Roma, 7 maggio 2017 - Sul tetto del deposito bruciato a Pomezia c'era dell'amianto incapsulato. Lo dichiara al Tg3 il direttore del dipartimento prevenzione della Asl Roma 6 Mariano Sigismondi, che è cauto sulle possibili conseguenze: "Ora si dovrà valutare l'effetto del calore su questa particolare sostanza. Al momento non abbiamo elementi che possano far destare preoccupazioni, almeno a livello acuto, nell'immediatezza del momento". 

L'incapsulamento dell'amianto è un'alternativa economica alla sua rimozione. Serve a mettere in sicuezza il materiale, fissando le fibre cancerogene e impedendone la dispersione. I materiali vengono trattati con prodotti penetranti o ricoprenti che inglobano le fibre e formano una pellicola protettiva sulla superficie esposta.

Sia il commissario straordinario del Comune di Ardea, Antonio Tedeschi, che il sindaco di Pomezia Fabio Fucci, hanno firmato un'ordinanza di "divieto di raccolta degli ortaggi e di pascolo degli animali nel territorio comunale distinto in un raggio di 5 chilometri dal luogo dell'incendio dell'impianto di stoccaggio Eco X di via Pontina Vecchia". La decisione dopo "la richiesta della Direzione del dipartimento di prevenzione della Asl Roma 6".

A Pomezia le scuole resteranno chiuse domani e dopodomani. Un provvedimento deciso da Fucci per "consentire le operazioni di pulizia straordionaria che dovranno interessare le aree eventualmente esposte alla ricaduta da combustione".

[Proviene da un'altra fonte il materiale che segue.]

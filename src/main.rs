use eframe::egui;

use midnight_manor::logging;
use midnight_manor::ui::app::ManorApp;

fn main() -> eframe::Result<()> {
    if let Err(err) = logging::init() {
        eprintln!("file logging unavailable: {err}");
    }

    let options = eframe::NativeOptions {
        viewport: egui::ViewportBuilder::default().with_inner_size([1180.0, 760.0]),
        ..Default::default()
    };

    eframe::run_native(
        "Midnight Manor",
        options,
        Box::new(|_cc| Ok(Box::new(ManorApp::new()))),
    )
}
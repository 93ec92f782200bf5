use chrono::{DateTime, Utc};
use serde::{Deserialize, Serialize};

#[derive(Debug, Clone, Copy, PartialEq, Eq, Serialize, Deserialize)]
pub enum Role {
    Narrator,
    Player,
    System,
}

/// One entry in the append-only conversation log. Immutable once appended;
/// insertion order is the log's only ordering guarantee.
#[derive(Debug, Clone, PartialEq, Serialize, Deserialize)]
pub struct Message {
    pub role: Role,
    pub content: String,
    /// Attached clue photograph as a `data:` URI. Player messages only.
    #[serde(default, skip_serializing_if = "Option::is_none")]
    pub image: Option<String>,
    pub timestamp: DateTime<Utc>,
}

impl Message {
    pub fn player(content: impl Into<String>, image: Option<String>) -> Self {
        Self {
            role: Role::Player,
            content: content.into(),
            image,
            timestamp: Utc::now(),
        }
    }

    pub fn narrator(content: impl Into<String>) -> Self {
        Self {
            role: Role::Narrator,
            content: content.into(),
            image: None,
            timestamp: Utc::now(),
        }
    }
}
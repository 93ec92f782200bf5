use egui::Color32;
use serde::{Deserialize, Serialize};
use std::collections::HashMap;

use crate::engine::narrator::NarratorSettings;

#[derive(Serialize, Deserialize, Clone)]
pub struct Settings {
    pub ui_scale: f32,

    // Role → bubble color mapping (extensible)
    pub role_colors: HashMap<String, [u8; 4]>,

    #[serde(default)]
    pub narrator: NarratorSettings,
}

impl Default for Settings {
    fn default() -> Self {
        let mut role_colors = HashMap::new();

        role_colors.insert("Player".into(), [120, 85, 30, 255]);
        role_colors.insert("Narrator".into(), [45, 45, 58, 255]);
        role_colors.insert("System".into(), [80, 80, 80, 255]);

        Self {
            ui_scale: 1.0,
            role_colors,
            narrator: NarratorSettings::default(),
        }
    }
}

impl Settings {
    pub fn color(&self, key: &str) -> Color32 {
        self.role_colors
            .get(key)
            .map(|c| Color32::from_rgba_unmultiplied(c[0], c[1], c[2], c[3]))
            .unwrap_or(Color32::WHITE)
    }

    pub fn set_color(&mut self, key: &str, color: Color32) {
        self.role_colors.insert(
            key.to_string(),
            [color.r(), color.g(), color.b(), color.a()],
        );
    }
}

E c'è preoccupazione per i lavoratori dell'outlet di Castelromano. Le USB Lavoro Privato chiedono alla sindaca Raggi di usare "il principio di precauzione e in attesa di dati certi imponga la chiusura per ordinanza". La prima cittadina di Roma rassicura in un post. "Stiamo continuando a monitorare la situazione dopo l'incendio nello stabilimento Eco X sulla Pontina. Al momento gli ultimi dati sulla qualità dell'aria non rilevano criticità e sono tutti nella norma. Vorrei tranquillizzare i cittadini: secondo l'Arpa Lazio nell'aria non ci sono sostanze inquinanti o pericolose per la nostra salute".

Intanto continuano le operazioni di spegnimento dei focolai che potrebbero chiudersi tra stasera e domani mattina.